Molokai'i, the book, chronicles the life of Rachel, who is ripped from her parents at age six and sent to the Molokai'i encampment after her sister kind of accidentally outs her as having leprosy. Hawaiians seemed to be particularly vulnerable to the disease, and Hawaiian children even more so. Parents would hide the condition as well as they could, some even running away from home and living in the jungle with their children, to avoid capture and exile to Molokai'i.

The book combines history and fiction quite well. Rachel and her companions in exile are fiction, but Father Damien, the first priest to volunteer to care for the patients, and other doctors and caretakers are real. It is based on the combined histories and accounts of actual patients who lived on the island.

I had a hard time getting started at first - the idea of having a child snatched from her family because of a disease and then sent to live among strangers far away was too much for me. I considered not finishing the book, but I'm glad I did. I became completely caught up in the life of Rachel and the others she met in exile. Parts of the book are horrific, others are tragic, and still others are absolutely beautiful.

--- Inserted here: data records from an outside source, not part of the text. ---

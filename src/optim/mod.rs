pub mod increment;
pub mod sgd;

pub use increment::ParameterIncrement;
pub use sgd::Sgd;
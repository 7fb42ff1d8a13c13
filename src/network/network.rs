use rand::Rng;
use serde::{Deserialize, Serialize};

use crate::error::{NetError, Result};
use crate::layers::dense::Layer;
use crate::math::matrix::Matrix;
use crate::network::spec::NetworkSpec;

/// Pre-activation and activation columns of one layer for a single input.
#[derive(Debug, Clone)]
pub struct LayerTrace {
    pub pre_activation: Matrix,
    pub activation: Matrix,
}

/// Feed-forward sigmoid network.
///
/// `layers[i]` for `i < hidden_layer_sizes.len()` are the hidden layers; the
/// last entry is the output layer.
#[derive(Debug, Clone, PartialEq, Serialize, Deserialize)]
pub struct Network {
    pub input_size: usize,
    pub output_size: usize,
    pub hidden_layer_sizes: Vec<usize>,
    pub layers: Vec<Layer>,
}

impl Network {
    /// Builds a randomly initialized network. Fails on an empty hidden list or
    /// a zero-sized layer.
    pub fn new<R: Rng + ?Sized>(
        input_size: usize,
        output_size: usize,
        hidden_layer_sizes: &[usize],
        rng: &mut R,
    ) -> Result<Network> {
        check_topology(input_size, output_size, hidden_layer_sizes)?;

        let mut layers = Vec::with_capacity(hidden_layer_sizes.len() + 1);
        let mut fan_in = input_size;
        for &size in hidden_layer_sizes.iter().chain(std::iter::once(&output_size)) {
            layers.push(Layer::new(size, fan_in, rng));
            fan_in = size;
        }

        Ok(Network {
            input_size,
            output_size,
            hidden_layer_sizes: hidden_layer_sizes.to_vec(),
            layers,
        })
    }

    /// Builds a network from explicit per-layer parameters, checking every
    /// dimension against the declared topology.
    pub fn from_parameters(
        input_size: usize,
        output_size: usize,
        hidden_layer_sizes: &[usize],
        weights: Vec<Matrix>,
        biases: Vec<Matrix>,
    ) -> Result<Network> {
        check_topology(input_size, output_size, hidden_layer_sizes)?;

        if weights.len() != biases.len() {
            return Err(NetError::InvalidTopology(format!(
                "{} weight matrices but {} bias vectors",
                weights.len(),
                biases.len()
            )));
        }

        let layers = weights
            .into_iter()
            .zip(biases)
            .map(|(w, b)| Layer::from_parameters(w, b))
            .collect::<Result<Vec<_>>>()?;

        let network = Network {
            input_size,
            output_size,
            hidden_layer_sizes: hidden_layer_sizes.to_vec(),
            layers,
        };
        network.validate()?;
        Ok(network)
    }

    /// Same topology, fresh random parameters.
    pub fn reinitialized<R: Rng + ?Sized>(&self, rng: &mut R) -> Network {
        let mut layers = Vec::with_capacity(self.layers.len());
        for layer in &self.layers {
            layers.push(Layer::new(layer.size, layer.input_size, rng));
        }

        Network {
            input_size: self.input_size,
            output_size: self.output_size,
            hidden_layer_sizes: self.hidden_layer_sizes.clone(),
            layers,
        }
    }

    /// Checks that the layers chain together and match the declared sizes.
    pub fn validate(&self) -> Result<()> {
        check_topology(self.input_size, self.output_size, &self.hidden_layer_sizes)?;

        let expected = self.layer_sizes();
        if self.layers.len() != expected.len() {
            return Err(NetError::InvalidTopology(format!(
                "expected {} layers, found {}",
                expected.len(),
                self.layers.len()
            )));
        }

        let mut fan_in = self.input_size;
        for (i, (layer, &size)) in self.layers.iter().zip(expected.iter()).enumerate() {
            if layer.weights.dims() != (size, fan_in) {
                return Err(NetError::InvalidTopology(format!(
                    "layer {} weights are {:?}, expected {:?}",
                    i,
                    layer.weights.dims(),
                    (size, fan_in)
                )));
            }
            if layer.biases.dims() != (size, 1) {
                return Err(NetError::InvalidTopology(format!(
                    "layer {} biases are {:?}, expected {:?}",
                    i,
                    layer.biases.dims(),
                    (size, 1)
                )));
            }
            if layer.size != size || layer.input_size != fan_in {
                return Err(NetError::InvalidTopology(format!(
                    "layer {} declares {}×{}, expected {}×{}",
                    i, layer.size, layer.input_size, size, fan_in
                )));
            }
            fan_in = size;
        }

        Ok(())
    }

    /// Forward pass. Pure: no state is kept between calls.
    pub fn forward(&self, input: &[f64]) -> Result<Vec<f64>> {
        self.check_input(input)?;

        let mut current = Matrix::column(input);
        for layer in &self.layers {
            current = layer.feed_from(&current)?;
        }
        Ok(current.column_values())
    }

    /// Forward pass that keeps every layer's `z` and `a`.
    pub fn forward_trace(&self, input: &[f64]) -> Result<Vec<LayerTrace>> {
        self.check_input(input)?;

        let mut traces: Vec<LayerTrace> = Vec::with_capacity(self.layers.len());
        let mut current = Matrix::column(input);
        for layer in &self.layers {
            let pre_activation = layer.pre_activation(&current)?;
            let activation = pre_activation.sigmoid();
            current = activation.clone();
            traces.push(LayerTrace { pre_activation, activation });
        }
        Ok(traces)
    }

    pub fn hidden_layer_count(&self) -> usize {
        self.hidden_layer_sizes.len()
    }

    /// Hidden layer sizes followed by the output size.
    pub fn layer_sizes(&self) -> Vec<usize> {
        let mut sizes = self.hidden_layer_sizes.clone();
        sizes.push(self.output_size);
        sizes
    }

    pub fn weight_count(&self) -> usize {
        self.layers.iter().map(|l| l.size * l.input_size).sum()
    }

    pub fn bias_count(&self) -> usize {
        self.layers.iter().map(|l| l.size).sum()
    }

    pub fn weights(&self) -> impl Iterator<Item = &Matrix> {
        self.layers.iter().map(|l| &l.weights)
    }

    pub fn biases(&self) -> impl Iterator<Item = &Matrix> {
        self.layers.iter().map(|l| &l.biases)
    }

    pub fn spec(&self) -> NetworkSpec {
        NetworkSpec {
            input_size: self.input_size,
            output_size: self.output_size,
            hidden_layers: self.hidden_layer_sizes.clone(),
        }
    }

    /// Serializes the network parameters to a pretty-printed JSON file.
    pub fn save_json(&self, path: &str) -> Result<()> {
        let file = std::fs::File::create(path)?;
        let writer = std::io::BufWriter::new(file);
        serde_json::to_writer_pretty(writer, self)?;
        Ok(())
    }

    /// Deserializes a network from a JSON file previously written by `save_json`
    /// and re-checks its dimensions.
    pub fn load_json(path: &str) -> Result<Network> {
        let file = std::fs::File::open(path)?;
        let reader = std::io::BufReader::new(file);
        let network: Network = serde_json::from_reader(reader)?;
        network.validate()?;
        Ok(network)
    }

    fn check_input(&self, input: &[f64]) -> Result<()> {
        if input.len() != self.input_size {
            return Err(NetError::InputSizeMismatch {
                expected: self.input_size,
                actual: input.len(),
            });
        }
        Ok(())
    }
}

pub(crate) fn check_topology(input_size: usize, output_size: usize, hidden: &[usize]) -> Result<()> {
    if hidden.is_empty() {
        return Err(NetError::EmptyHiddenLayers);
    }
    if input_size == 0 || output_size == 0 || hidden.contains(&0) {
        return Err(NetError::InvalidTopology(
            "layer sizes must be positive".to_string(),
        ));
    }
    Ok(())
}

#[cfg(test)]
mod tests {
    use super::*;
    use rand::rngs::StdRng;
    use rand::SeedableRng;

    #[test]
    fn test_empty_hidden_layers_rejected() {
        let mut rng = StdRng::seed_from_u64(0);
        assert_eq!(
            Network::new(3, 2, &[], &mut rng).unwrap_err(),
            NetError::EmptyHiddenLayers
        );
    }

    #[test]
    fn test_random_network_shapes() {
        let mut rng = StdRng::seed_from_u64(0);
        let net = Network::new(3, 2, &[2, 4], &mut rng).unwrap();

        let dims: Vec<_> = net.weights().map(|w| w.dims()).collect();
        assert_eq!(dims, vec![(2, 3), (4, 2), (2, 4)]);
        assert_eq!(net.weight_count(), 22);
        assert_eq!(net.bias_count(), 8);
        assert!(net.validate().is_ok());
    }

    #[test]
    fn test_from_parameters_rejects_wrong_chain() {
        let weights = vec![Matrix::zeros(2, 3), Matrix::zeros(2, 3)];
        let biases = vec![Matrix::zeros(2, 1), Matrix::zeros(2, 1)];
        assert!(matches!(
            Network::from_parameters(3, 2, &[2], weights, biases),
            Err(NetError::InvalidTopology(_))
        ));
    }

    #[test]
    fn test_from_parameters_rejects_layer_count_mismatch() {
        let weights = vec![Matrix::zeros(2, 3), Matrix::zeros(2, 2)];
        let biases = vec![Matrix::zeros(2, 1)];
        assert!(matches!(
            Network::from_parameters(3, 2, &[2], weights, biases),
            Err(NetError::InvalidTopology(_))
        ));
    }

    #[test]
    fn test_forward_rejects_wrong_input_length() {
        let mut rng = StdRng::seed_from_u64(0);
        let net = Network::new(3, 2, &[2], &mut rng).unwrap();
        assert_eq!(
            net.forward(&[1.0]).unwrap_err(),
            NetError::InputSizeMismatch { expected: 3, actual: 1 }
        );
    }

    #[test]
    fn test_forward_trace_ends_with_forward_output() {
        let mut rng = StdRng::seed_from_u64(3);
        let net = Network::new(3, 2, &[4, 3], &mut rng).unwrap();
        let input = [0.2, -0.4, 1.0];

        let trace = net.forward_trace(&input).unwrap();
        assert_eq!(trace.len(), 3);
        assert_eq!(trace[2].activation.column_values(), net.forward(&input).unwrap());
    }

    #[test]
    fn test_reinitialized_keeps_topology() {
        let mut rng = StdRng::seed_from_u64(9);
        let net = Network::new(5, 3, &[4], &mut rng).unwrap();
        let fresh = net.reinitialized(&mut rng);

        assert_eq!(fresh.spec(), net.spec());
        assert_ne!(fresh.layers[0].weights, net.layers[0].weights);
    }

    #[test]
    fn test_json_round_trip_through_file() {
        let mut rng = StdRng::seed_from_u64(11);
        let net = Network::new(2, 1, &[3], &mut rng).unwrap();
        let path = std::env::temp_dir().join("jacobian_nn_network_test.json");
        let path = path.to_str().unwrap();

        net.save_json(path).unwrap();
        let loaded = Network::load_json(path).unwrap();
        std::fs::remove_file(path).ok();

        assert_eq!(loaded.spec(), net.spec());
        for (a, b) in loaded.layers.iter().zip(net.layers.iter()) {
            for (x, y) in a.weights.flatten().iter().zip(b.weights.flatten().iter()) {
                assert!((x - y).abs() < 1e-12);
            }
        }
    }
}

I rarely read fiction, but this is one of the best novels I've read in ages. I didn't want it to end, and when it did, I was in tears, but in a good way.

Monday, April 4, 2011

More Michael Connelly

After finishing The Lincoln Lawyer and enjoying it, I decided to read more Michael Connelly books. I downloaded The Reversal and The Brass Verdict. As with The Lincoln Lawyer both are quick, fun reads. Mickey Haller is again the main character - a defense lawyer practicing out of his car. He goes through the same struggles of conscience, always managing to end up doing the right thing. Again, I saw the plot twists coming, but that didn't dampen my enjoyment.

Connelly has a series of books staring one of the characters in the books, investigator Harry Bosch, that I want to read next. But first I need to work my way through my current stack of books.

Unfamiliar Fishes

I've long been a fan of Sarah Vowell, and my girl crush was only deepened by her turn at Violet in "The Incredibles." I've had the pleasure of hearing her read a few times. She was in town to read this Saturday, but I didn't make it to the book store.

I was thrilled when I heard that she had a new book coming out - Unfamiliar Fishes. I pre-ordered it through Kindle and started reading it as soon as it downloaded to my iPhone. (I don't actually have a Kindle - yet.)

I was disappointed in her last book, The Wordy Shipmates, which was dry and hard to read, especially compared to Assassination Vacation, which was a light-hearted romp through the odd topic of presidential assassinations. So I had great hopes that this new book would be a return to Vowell at her best.

And while it is world's better than The Wordy Shipmates, this new book falls short of Assassination Vacation.

The topic is fascinating: the arrival of New England missionaries in Hawaii in the mid-1800s. But there isn't as much room for humor. The clash of the two cultures was inevitable and had mixed results.

On the one hand, the missionaries managed the incredible task of creating a written version of the strictly oral Hawaiian language. They then translated books into Hawaiian and taught the natives to read. Within decades of the missionaries' arrival, Hawaii had a literacy rate of 80 percent, higher than that of the United States.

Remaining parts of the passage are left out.